-- Opening Marker --

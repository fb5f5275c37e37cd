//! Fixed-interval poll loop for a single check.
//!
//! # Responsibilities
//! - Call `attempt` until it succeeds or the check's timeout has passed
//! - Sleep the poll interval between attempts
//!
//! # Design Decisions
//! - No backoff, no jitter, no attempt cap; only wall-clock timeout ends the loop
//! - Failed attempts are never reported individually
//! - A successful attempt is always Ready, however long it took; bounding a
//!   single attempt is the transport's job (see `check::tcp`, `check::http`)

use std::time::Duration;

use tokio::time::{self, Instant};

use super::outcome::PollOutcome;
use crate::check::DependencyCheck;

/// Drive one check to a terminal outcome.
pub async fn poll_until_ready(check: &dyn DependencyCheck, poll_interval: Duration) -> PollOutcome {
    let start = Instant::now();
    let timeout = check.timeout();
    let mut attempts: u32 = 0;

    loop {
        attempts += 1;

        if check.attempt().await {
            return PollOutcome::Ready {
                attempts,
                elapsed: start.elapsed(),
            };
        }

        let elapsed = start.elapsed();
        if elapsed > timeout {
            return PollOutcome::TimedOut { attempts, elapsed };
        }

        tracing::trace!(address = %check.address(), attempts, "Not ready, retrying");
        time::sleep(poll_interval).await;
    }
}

-- Closing Marker --

* _Exercise_: From the line holding "use super::outcome::PollOutcome;" down to the final line above, quote every line exactly and only those lines.

* _Exercise output_:
use super::outcome::PollOutcome;
use crate::check::DependencyCheck;

/// Drive one check to a terminal outcome.
pub async fn poll_until_ready(check: &dyn DependencyCheck, poll_interval: Duration) -> PollOutcome {
    let start = Instant::now();
    let timeout = check.timeout();
    let mut attempts: u32 = 0;

    loop {
        attempts += 1;

        if check.attempt().await {
            return PollOutcome::Ready {
                attempts,
                elapsed: start.elapsed(),
            };
        }

        let elapsed = start.elapsed();
        if elapsed > timeout {
            return PollOutcome::TimedOut { attempts, elapsed };
        }

        tracing::trace!(address = %check.address(), attempts, "Not ready, retrying");
        time::sleep(poll_interval).await;
    }
}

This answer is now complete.